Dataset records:
————————
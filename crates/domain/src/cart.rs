//! Cart aggregate service.

use common::{Cart, CartId, ProductId, UserId};
use store::CommerceStore;

use crate::access::{AccessGuard, require_owner_or_admin};
use crate::error::CommerceError;

/// Policy knobs for cart mutation.
#[derive(Debug, Clone, Copy, Default)]
pub struct CartPolicy {
    /// When set, `add_item` refuses to promise more units than are in
    /// stock (counting what the cart line already holds). Off by default:
    /// stock is authoritatively checked at placement time either way.
    pub enforce_inventory: bool,
}

/// Service maintaining a single cart per user and its line items.
///
/// Every mutation recomputes the cart total before persisting, so the
/// invariant `total == Σ line totals` holds for every stored cart.
pub struct CartService<S> {
    store: S,
    policy: CartPolicy,
}

impl<S: CommerceStore> CartService<S> {
    /// Creates a cart service with the default policy.
    pub fn new(store: S) -> Self {
        Self {
            store,
            policy: CartPolicy::default(),
        }
    }

    /// Creates a cart service with an explicit policy.
    pub fn with_policy(store: S, policy: CartPolicy) -> Self {
        Self { store, policy }
    }

    /// Loads a cart by id. Owner or admin only.
    #[tracing::instrument(skip(self, guard))]
    pub async fn get_cart(
        &self,
        guard: &dyn AccessGuard,
        cart_id: CartId,
    ) -> Result<Cart, CommerceError> {
        let cart = self
            .store
            .find_cart(cart_id)
            .await?
            .ok_or_else(|| CommerceError::NotFound("Cart not found".into()))?;
        require_owner_or_admin(guard, cart.user_id)?;
        Ok(cart)
    }

    /// Loads the cart owned by a user. Owner or admin only.
    #[tracing::instrument(skip(self, guard))]
    pub async fn get_cart_for_user(
        &self,
        guard: &dyn AccessGuard,
        user_id: UserId,
    ) -> Result<Cart, CommerceError> {
        require_owner_or_admin(guard, user_id)?;
        self.store
            .find_cart_by_user(user_id)
            .await?
            .ok_or_else(|| CommerceError::NotFound("Cart not found".into()))
    }

    /// Adds `quantity` of a product to the user's cart, creating the cart
    /// lazily on first use. An existing line for the product is merged and
    /// keeps its original price snapshot; a new line snapshots the current
    /// product price.
    #[tracing::instrument(skip(self, guard))]
    pub async fn add_item(
        &self,
        guard: &dyn AccessGuard,
        user_id: UserId,
        product_id: ProductId,
        quantity: u32,
    ) -> Result<Cart, CommerceError> {
        require_owner_or_admin(guard, user_id)?;
        if quantity == 0 {
            return Err(CommerceError::BadRequest(
                "Quantity must be greater than zero".into(),
            ));
        }

        let product = self
            .store
            .find_product(product_id)
            .await?
            .ok_or_else(|| CommerceError::NotFound("Product not found".into()))?;

        let mut cart = match self.store.find_cart_by_user(user_id).await? {
            Some(cart) => cart,
            None => Cart::new(user_id),
        };

        if self.policy.enforce_inventory {
            // Saturating: a promised quantity past u32::MAX exceeds any stock.
            let wanted = cart.quantity_of(product_id).saturating_add(quantity);
            if !product.has_stock(wanted) {
                return Err(CommerceError::BadRequest(format!(
                    "Inventory is not enough for product: {}",
                    product.name
                )));
            }
        }

        if !cart.add_item(product_id, quantity, product.price) {
            return Err(CommerceError::BadRequest("Quantity is too large".into()));
        }
        let cart = self.store.save_cart(cart).await?;

        metrics::counter!("cart_items_added_total").increment(1);
        tracing::debug!(cart_id = %cart.id, %product_id, quantity, "added item to cart");
        Ok(cart)
    }

    /// Removes the line for a product from a cart.
    #[tracing::instrument(skip(self, guard))]
    pub async fn remove_item(
        &self,
        guard: &dyn AccessGuard,
        cart_id: CartId,
        product_id: ProductId,
    ) -> Result<Cart, CommerceError> {
        let mut cart = self.get_cart(guard, cart_id).await?;

        if !cart.remove_item(product_id) {
            return Err(CommerceError::NotFound("Cart item not found".into()));
        }
        Ok(self.store.save_cart(cart).await?)
    }

    /// Sets the quantity on an existing line.
    #[tracing::instrument(skip(self, guard))]
    pub async fn update_item_quantity(
        &self,
        guard: &dyn AccessGuard,
        cart_id: CartId,
        product_id: ProductId,
        quantity: u32,
    ) -> Result<Cart, CommerceError> {
        if quantity == 0 {
            return Err(CommerceError::BadRequest(
                "Quantity must be greater than zero".into(),
            ));
        }
        let mut cart = self.get_cart(guard, cart_id).await?;

        if !cart.set_item_quantity(product_id, quantity) {
            return Err(CommerceError::NotFound("Cart item not found".into()));
        }
        Ok(self.store.save_cart(cart).await?)
    }

    /// Deletes all lines for a cart and zeroes its total. The cart row
    /// itself survives for reuse.
    #[tracing::instrument(skip(self, guard))]
    pub async fn clear_cart(
        &self,
        guard: &dyn AccessGuard,
        cart_id: CartId,
    ) -> Result<(), CommerceError> {
        // Authorization first; the load also confirms the cart exists.
        self.get_cart(guard, cart_id).await?;
        self.store.delete_cart_items(cart_id).await?;
        Ok(())
    }
}

#[cfg(test)]
mod tests {
    use super::*;
    use crate::access::FixedGuard;
    use common::{Money, Product};
    use store::{InMemoryStore, ProductStore};

    async fn seed_product(store: &InMemoryStore, price_cents: i64, inventory: u32) -> Product {
        store
            .save_product(Product::new(
                "Widget",
                "Acme",
                "A widget",
                "tools",
                Money::from_cents(price_cents),
                inventory,
            ))
            .await
            .unwrap()
    }

    #[tokio::test]
    async fn add_item_creates_cart_lazily() {
        let store = InMemoryStore::new();
        let service = CartService::new(store.clone());
        let user_id = UserId::new();
        let product = seed_product(&store, 500, 10).await;

        let cart = service
            .add_item(&FixedGuard::user(user_id), user_id, product.id, 2)
            .await
            .unwrap();

        assert_eq!(cart.user_id, user_id);
        assert_eq!(cart.items.len(), 1);
        assert_eq!(cart.total.cents(), 1000);
    }

    #[tokio::test]
    async fn repeat_add_merges_line_and_recomputes_total() {
        let store = InMemoryStore::new();
        let service = CartService::new(store.clone());
        let user_id = UserId::new();
        let guard = FixedGuard::user(user_id);
        let product = seed_product(&store, 500, 10).await;

        service
            .add_item(&guard, user_id, product.id, 2)
            .await
            .unwrap();
        let cart = service
            .add_item(&guard, user_id, product.id, 3)
            .await
            .unwrap();

        let item = cart.item_for(product.id).unwrap();
        assert_eq!(item.quantity, 5);
        assert_eq!(item.total_price().cents(), 2500);
        assert_eq!(cart.total.cents(), 2500);
    }

    #[tokio::test]
    async fn add_item_rejects_zero_quantity_and_missing_product() {
        let store = InMemoryStore::new();
        let service = CartService::new(store.clone());
        let user_id = UserId::new();
        let guard = FixedGuard::user(user_id);
        let product = seed_product(&store, 500, 10).await;

        let err = service
            .add_item(&guard, user_id, product.id, 0)
            .await
            .unwrap_err();
        assert!(matches!(err, CommerceError::BadRequest(_)));

        let err = service
            .add_item(&guard, user_id, ProductId::new(), 1)
            .await
            .unwrap_err();
        assert!(matches!(err, CommerceError::NotFound(_)));
    }

    #[tokio::test]
    async fn add_item_rejects_quantity_overflow() {
        let store = InMemoryStore::new();
        let service = CartService::new(store.clone());
        let user_id = UserId::new();
        let guard = FixedGuard::user(user_id);
        let product = seed_product(&store, 1, 10).await;

        service
            .add_item(&guard, user_id, product.id, u32::MAX)
            .await
            .unwrap();

        // One more unit would overflow the merged line.
        let err = service
            .add_item(&guard, user_id, product.id, 1)
            .await
            .unwrap_err();
        assert!(matches!(err, CommerceError::BadRequest(_)));

        let cart = service.get_cart_for_user(&guard, user_id).await.unwrap();
        assert_eq!(cart.quantity_of(product.id), u32::MAX);
    }

    #[tokio::test]
    async fn inventory_policy_counts_existing_line() {
        let store = InMemoryStore::new();
        let service = CartService::with_policy(
            store.clone(),
            CartPolicy {
                enforce_inventory: true,
            },
        );
        let user_id = UserId::new();
        let guard = FixedGuard::user(user_id);
        let product = seed_product(&store, 500, 5).await;

        service
            .add_item(&guard, user_id, product.id, 4)
            .await
            .unwrap();

        // 4 already promised; 2 more would exceed the 5 in stock.
        let err = service
            .add_item(&guard, user_id, product.id, 2)
            .await
            .unwrap_err();
        assert!(matches!(err, CommerceError::BadRequest(_)));

        let cart = service.get_cart_for_user(&guard, user_id).await.unwrap();
        assert_eq!(cart.quantity_of(product.id), 4);
    }

    #[tokio::test]
    async fn remove_missing_item_is_not_found_and_total_unchanged() {
        let store = InMemoryStore::new();
        let service = CartService::new(store.clone());
        let user_id = UserId::new();
        let guard = FixedGuard::user(user_id);
        let product = seed_product(&store, 500, 10).await;

        let cart = service
            .add_item(&guard, user_id, product.id, 2)
            .await
            .unwrap();

        let err = service
            .remove_item(&guard, cart.id, ProductId::new())
            .await
            .unwrap_err();
        assert!(matches!(err, CommerceError::NotFound(_)));

        let cart = service.get_cart(&guard, cart.id).await.unwrap();
        assert_eq!(cart.total.cents(), 1000);
    }

    #[tokio::test]
    async fn update_quantity_recomputes_total() {
        let store = InMemoryStore::new();
        let service = CartService::new(store.clone());
        let user_id = UserId::new();
        let guard = FixedGuard::user(user_id);
        let product = seed_product(&store, 500, 10).await;

        let cart = service
            .add_item(&guard, user_id, product.id, 2)
            .await
            .unwrap();
        let cart = service
            .update_item_quantity(&guard, cart.id, product.id, 5)
            .await
            .unwrap();

        assert_eq!(cart.total.cents(), 2500);
    }

    #[tokio::test]
    async fn clear_cart_empties_and_zeroes() {
        let store = InMemoryStore::new();
        let service = CartService::new(store.clone());
        let user_id = UserId::new();
        let guard = FixedGuard::user(user_id);
        let product = seed_product(&store, 500, 10).await;

        let cart = service
            .add_item(&guard, user_id, product.id, 2)
            .await
            .unwrap();
        service.clear_cart(&guard, cart.id).await.unwrap();

        let cart = service.get_cart(&guard, cart.id).await.unwrap();
        assert!(cart.is_empty());
        assert!(cart.total.is_zero());
    }

    #[tokio::test]
    async fn access_is_guarded() {
        let store = InMemoryStore::new();
        let service = CartService::new(store.clone());
        let user_id = UserId::new();
        let product = seed_product(&store, 500, 10).await;

        let cart = service
            .add_item(&FixedGuard::user(user_id), user_id, product.id, 2)
            .await
            .unwrap();

        // Anonymous caller.
        let err = service
            .get_cart(&FixedGuard::anonymous(), cart.id)
            .await
            .unwrap_err();
        assert!(matches!(err, CommerceError::Unauthorized));

        // A different user.
        let err = service
            .get_cart(&FixedGuard::user(UserId::new()), cart.id)
            .await
            .unwrap_err();
        assert!(matches!(err, CommerceError::Forbidden));

        // An admin may read any cart.
        let cart = service
            .get_cart(&FixedGuard::admin(UserId::new()), cart.id)
            .await
            .unwrap();
        assert_eq!(cart.user_id, user_id);
    }
}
————————
**What the exercise asks:** For each line of the entries that contains the word "common", make a copy.

**Response area:**
use common::{Cart, CartId, ProductId, UserId};
    use common::{Money, Product};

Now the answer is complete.